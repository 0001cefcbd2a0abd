//! InkEngine sphere demo
//!
//! Illustrates a synthetic, lit sphere with every generator enabled and
//! writes the result as SVG.
//!
//! # Usage
//!
//! ```bash
//! # Write sphere.svg in the current directory
//! cargo run --example sphere
//!
//! # Custom output, settings, and a JSON dump of the document
//! RUST_LOG=debug cargo run --example sphere -- out.svg --settings settings.json --json out.json
//! ```

use std::path::PathBuf;
use std::process;

use ink_core::Settings;
use ink_illustrate::synthetic::SphereScene;
use ink_illustrate::Illustrator;

fn print_usage() {
    eprintln!(
        r#"InkEngine sphere demo

USAGE:
    sphere [output.svg] [--settings <settings.json>] [--json <document.json>] [--size <px>]

OPTIONS:
    --settings      Load settings from a JSON file (missing fields use defaults)
    --json          Also write the document as JSON
    --size          Image size in pixels (default 256)
    --help          Show this help message"#
    );
}

struct Args {
    output: PathBuf,
    settings: Option<PathBuf>,
    json: Option<PathBuf>,
    size: usize,
}

fn parse_args() -> Result<Args, String> {
    let mut args = Args {
        output: PathBuf::from("sphere.svg"),
        settings: None,
        json: None,
        size: 256,
    };
    let mut iter = std::env::args().skip(1);
    while let Some(arg) = iter.next() {
        match arg.as_str() {
            "--help" | "-h" => {
                print_usage();
                process::exit(0);
            }
            "--settings" => args.settings = Some(iter.next().ok_or("--settings needs a path")?.into()),
            "--json" => args.json = Some(iter.next().ok_or("--json needs a path")?.into()),
            "--size" => {
                let value = iter.next().ok_or("--size needs a value")?;
                args.size = value.parse().map_err(|_| format!("invalid size: {value}"))?;
            }
            other if other.starts_with("--") => return Err(format!("unknown option: {other}")),
            other => args.output = PathBuf::from(other),
        }
    }
    Ok(args)
}

fn run(args: &Args) -> ink_core::Result<()> {
    let settings = match &args.settings {
        Some(path) => Settings::from_json_file(path)?,
        None => Settings {
            cull_factor: 6,
            optimise_factor: 1.0,
            curve_sampling_interval: 8.0,
            streamline_segments: 12,
            uv_primary_trim_size: 0.01,
            enable_internal_edges: true,
            enable_streamlines: true,
            enable_stipples: true,
            optimise_clip_paths: true,
            ..Settings::default()
        },
    };

    let scene = SphereScene {
        with_shadow: true,
        ..SphereScene::new(args.size, args.size as f64 * 0.42)
    };
    let surface = scene.surface()?;
    let document = Illustrator::from_settings(&settings).illustrate(&surface, &settings)?;

    for layer in &document.layers {
        println!("{:>15}: {} stroke(s)", layer.class.name(), layer.len());
    }
    document.export_svg(&args.output)?;
    println!("Wrote {}", args.output.display());

    if let Some(json) = &args.json {
        document.export_json(json)?;
        println!("Wrote {}", json.display());
    }
    Ok(())
}

fn main() {
    env_logger::init();

    let args = match parse_args() {
        Ok(args) => args,
        Err(message) => {
            eprintln!("Error: {message}");
            print_usage();
            process::exit(2);
        }
    };
    if let Err(err) = run(&args) {
        eprintln!("Error: {err}");
        process::exit(1);
    }
}
//! The four stroke generators, in drawing order.

pub mod internal_edges;
pub mod silhouette;
pub mod stipples;
pub mod streamlines;

pub use internal_edges::{discontinuity_field, InternalEdges};
pub use silhouette::{silhouette_boundary, silhouette_contour, Silhouette};
pub use stipples::{reference_field, Stipples};
pub use streamlines::{iso_levels, Streamlines};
- - - -
Working through the records above, copy each line in which "None" is found.

**Exercise solution:**
        settings: None,
        json: None,
        None => Settings {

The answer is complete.